=== Begin Enclosure ===
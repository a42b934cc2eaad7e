// src/engine/mod.rs

//! Supervision engine for grape.
//!
//! This module ties together:
//! - the pure state machine deciding when to start / terminate / notify
//!   ([`core`], [`event_handlers`])
//! - the async shell that owns the managed process and reacts to:
//!   - file change events
//!   - watcher errors
//!   - shutdown signals
//!   ([`runtime`], [`signals`])

use crate::watch::ChangeEvent;

/// Lifecycle of a supervised namespace.
///
/// `Idle → Starting → Running → Restarting → Running … → ShuttingDown →
/// Terminated`.
#[derive(Debug, Clone, Copy, PartialEq, Eq)]
pub enum SupervisorState {
    Idle,
    Starting,
    Running,
    Restarting,
    ShuttingDown,
    Terminated,
}

/// Events flowing into the supervisor.
#[derive(Debug, Clone)]
pub enum SupervisorEvent {
    /// A write/create notification from the watcher.
    FileChanged(ChangeEvent),
    /// The watcher reported an internal error.
    WatchFailed(String),
    /// Graceful shutdown requested (SIGINT / SIGTERM).
    ShutdownRequested,
}

pub mod core;
pub mod event_handlers;
pub mod runtime;
pub mod signals;

pub use self::core::CoreSupervisor;
pub use event_handlers::{CoreCommand, CoreStep};
pub use runtime::Supervisor;
pub use signals::{spawn_signal_listener, OsSignals, ShutdownSignal};
// src/exec/backend.rs

//! Pluggable process backend abstraction.
//!
//! The supervisor talks to a `ProcessBackend` instead of spawning processes
//! itself. This makes it easy to swap in a fake backend in tests while
//! keeping the production implementation in [`SystemProcessBackend`].
//!
//! - `SystemProcessBackend` spawns real OS processes, each in its own
//!   process group (unix) or job object (windows), and terminates the whole
//!   tree.
//! - Tests can provide their own backend that, for example, records which
//!   commands were started and checks that two never overlap.

use std::future::Future;
use std::pin::Pin;
use std::process::Stdio;

use anyhow::Context;
use tokio::process::{Child, Command};
use tracing::{debug, info, warn};

use crate::errors::Result;
use crate::exec::command::CommandLine;
use crate::exec::platform::{self, ProcessGroup};

/// Something that identifies a started process.
pub trait ManagedHandle: Send {
    /// OS process id (or a fake id in tests).
    fn id(&self) -> u32;
}

/// Trait abstracting how the managed process is started and killed.
pub trait ProcessBackend: Send {
    type Handle: ManagedHandle;

    /// Launch `command` with the supervisor's stdio, in a fresh process
    /// group or equivalent.
    fn spawn(&mut self, command: &CommandLine) -> Result<Self::Handle>;

    /// Terminate the process **and everything it spawned**, then wait until
    /// the process has fully exited.
    fn terminate_tree(
        &mut self,
        handle: Self::Handle,
    ) -> Pin<Box<dyn Future<Output = Result<()>> + Send + '_>>;
}

/// The running child as owned by [`SystemProcessBackend`].
#[derive(Debug)]
pub struct ManagedProcess {
    child: Child,
    pid: u32,
    group: Option<ProcessGroup>,
    command: String,
}

impl ManagedHandle for ManagedProcess {
    fn id(&self) -> u32 {
        self.pid
    }
}

/// Real backend used in production.
#[derive(Debug, Clone, Default)]
pub struct SystemProcessBackend;

impl SystemProcessBackend {
    pub fn new() -> Self {
        Self
    }
}

impl ProcessBackend for SystemProcessBackend {
    type Handle = ManagedProcess;

    fn spawn(&mut self, command: &CommandLine) -> Result<ManagedProcess> {
        let mut cmd = Command::new(command.program());
        cmd.args(command.args())
            .stdin(Stdio::inherit())
            .stdout(Stdio::inherit())
            .stderr(Stdio::inherit())
            .kill_on_drop(true);
        platform::configure(&mut cmd);

        let child = cmd
            .spawn()
            .with_context(|| format!("starting '{command}'"))?;
        let pid = child.id().unwrap_or_default();

        let group = match ProcessGroup::attach(&child) {
            Ok(group) => Some(group),
            Err(err) => {
                warn!(
                    pid,
                    error = %err,
                    "could not isolate process tree; only the direct child will be killed"
                );
                None
            }
        };

        info!(pid, command = %command, "managed process started");

        Ok(ManagedProcess {
            child,
            pid,
            group,
            command: command.to_string(),
        })
    }

    fn terminate_tree(
        &mut self,
        handle: ManagedProcess,
    ) -> Pin<Box<dyn Future<Output = Result<()>> + Send + '_>> {
        Box::pin(async move {
            let ManagedProcess {
                mut child,
                pid,
                group,
                command,
            } = handle;

            let signalled = match &group {
                Some(group) => match group.terminate() {
                    Ok(()) => true,
                    Err(err) => {
                        warn!(pid, error = %err, "failed to terminate process group");
                        false
                    }
                },
                None => false,
            };

            if !signalled {
                debug!(pid, "killing direct child");
                if let Err(err) = child.start_kill() {
                    warn!(pid, error = %err, "failed to kill managed process");
                }
            }

            // No timeout: a child that ignores termination keeps us here.
            let status = child
                .wait()
                .await
                .with_context(|| format!("waiting for '{command}' (pid {pid}) to exit"))?;

            info!(pid, command = %command, %status, "managed process exited");
            drop(group);
            Ok(())
        })
    }
}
=== End Enclosure ===
PROBLEM REQUIREMENTS:
Over the whole listing above, how many lines contain the string "struct"? The answer is that number alone.

OUTPUT FOR THIS EXERCISE:
2